Read the lines of the data below and retrieve those with "backend".

═════ TASK INPUTS ═════

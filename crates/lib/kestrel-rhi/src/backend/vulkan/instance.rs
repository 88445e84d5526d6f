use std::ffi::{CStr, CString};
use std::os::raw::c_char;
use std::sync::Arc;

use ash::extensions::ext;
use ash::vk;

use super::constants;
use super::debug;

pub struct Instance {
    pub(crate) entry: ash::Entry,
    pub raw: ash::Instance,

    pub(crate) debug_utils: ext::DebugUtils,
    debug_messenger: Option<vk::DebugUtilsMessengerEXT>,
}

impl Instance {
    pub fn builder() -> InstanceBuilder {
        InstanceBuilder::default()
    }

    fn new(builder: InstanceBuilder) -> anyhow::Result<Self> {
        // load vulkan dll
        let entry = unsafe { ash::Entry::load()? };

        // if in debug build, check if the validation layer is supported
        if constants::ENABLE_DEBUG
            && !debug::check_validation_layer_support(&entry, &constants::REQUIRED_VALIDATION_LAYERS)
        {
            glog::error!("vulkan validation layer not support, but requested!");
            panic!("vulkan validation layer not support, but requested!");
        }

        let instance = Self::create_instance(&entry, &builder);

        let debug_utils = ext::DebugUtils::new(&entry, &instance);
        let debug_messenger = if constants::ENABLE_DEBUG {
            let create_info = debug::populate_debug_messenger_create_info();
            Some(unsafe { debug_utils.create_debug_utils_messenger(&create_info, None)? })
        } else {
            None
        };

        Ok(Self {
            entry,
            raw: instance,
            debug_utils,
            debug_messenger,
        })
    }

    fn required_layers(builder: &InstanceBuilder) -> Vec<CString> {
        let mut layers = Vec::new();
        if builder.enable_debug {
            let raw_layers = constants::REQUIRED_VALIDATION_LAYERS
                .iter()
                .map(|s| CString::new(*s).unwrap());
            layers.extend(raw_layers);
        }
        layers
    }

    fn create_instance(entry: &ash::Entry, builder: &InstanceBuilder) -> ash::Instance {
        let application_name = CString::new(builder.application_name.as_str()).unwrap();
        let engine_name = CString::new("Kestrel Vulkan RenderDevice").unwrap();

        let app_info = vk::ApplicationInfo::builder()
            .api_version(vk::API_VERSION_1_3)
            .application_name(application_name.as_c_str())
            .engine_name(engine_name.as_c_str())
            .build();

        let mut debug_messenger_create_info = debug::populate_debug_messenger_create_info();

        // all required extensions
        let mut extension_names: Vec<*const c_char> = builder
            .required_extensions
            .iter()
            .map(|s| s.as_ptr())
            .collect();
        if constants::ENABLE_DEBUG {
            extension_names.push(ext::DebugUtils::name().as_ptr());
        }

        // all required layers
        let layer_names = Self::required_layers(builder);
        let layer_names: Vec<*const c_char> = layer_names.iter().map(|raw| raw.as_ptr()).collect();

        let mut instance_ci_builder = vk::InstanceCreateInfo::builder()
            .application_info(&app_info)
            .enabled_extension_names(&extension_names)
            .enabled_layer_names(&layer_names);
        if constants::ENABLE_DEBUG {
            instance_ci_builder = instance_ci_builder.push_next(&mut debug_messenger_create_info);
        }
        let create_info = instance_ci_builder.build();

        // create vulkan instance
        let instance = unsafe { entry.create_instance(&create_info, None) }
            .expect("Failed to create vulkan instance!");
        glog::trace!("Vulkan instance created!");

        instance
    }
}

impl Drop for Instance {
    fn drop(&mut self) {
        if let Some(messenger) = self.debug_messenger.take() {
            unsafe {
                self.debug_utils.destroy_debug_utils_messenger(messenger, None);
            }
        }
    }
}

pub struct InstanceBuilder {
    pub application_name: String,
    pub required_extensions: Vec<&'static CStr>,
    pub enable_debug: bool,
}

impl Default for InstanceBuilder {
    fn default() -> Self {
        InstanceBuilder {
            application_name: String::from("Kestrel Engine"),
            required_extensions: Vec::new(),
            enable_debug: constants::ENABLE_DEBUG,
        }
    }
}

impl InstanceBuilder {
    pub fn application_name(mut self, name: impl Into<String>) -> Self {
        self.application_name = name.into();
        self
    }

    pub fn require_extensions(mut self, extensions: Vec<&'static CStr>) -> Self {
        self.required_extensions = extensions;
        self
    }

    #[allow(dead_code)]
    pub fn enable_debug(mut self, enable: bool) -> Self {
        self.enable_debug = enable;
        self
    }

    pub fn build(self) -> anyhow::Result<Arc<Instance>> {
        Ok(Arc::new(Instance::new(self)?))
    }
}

═════
═════ TASK INPUTS ═════

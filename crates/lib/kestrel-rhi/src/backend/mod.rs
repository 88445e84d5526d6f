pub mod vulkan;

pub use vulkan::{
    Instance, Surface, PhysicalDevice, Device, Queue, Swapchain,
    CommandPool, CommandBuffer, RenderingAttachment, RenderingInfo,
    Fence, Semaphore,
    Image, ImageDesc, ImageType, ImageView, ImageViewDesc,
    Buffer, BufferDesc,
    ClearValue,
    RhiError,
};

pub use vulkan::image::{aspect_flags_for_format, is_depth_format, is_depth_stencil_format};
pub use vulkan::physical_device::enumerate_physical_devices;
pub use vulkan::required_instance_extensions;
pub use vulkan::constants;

═════

RESULT:
filename crates/lib/kestrel-rhi/src/backend/vulkan/instance.rs
filename crates/lib/kestrel-rhi/src/backend/mod.rs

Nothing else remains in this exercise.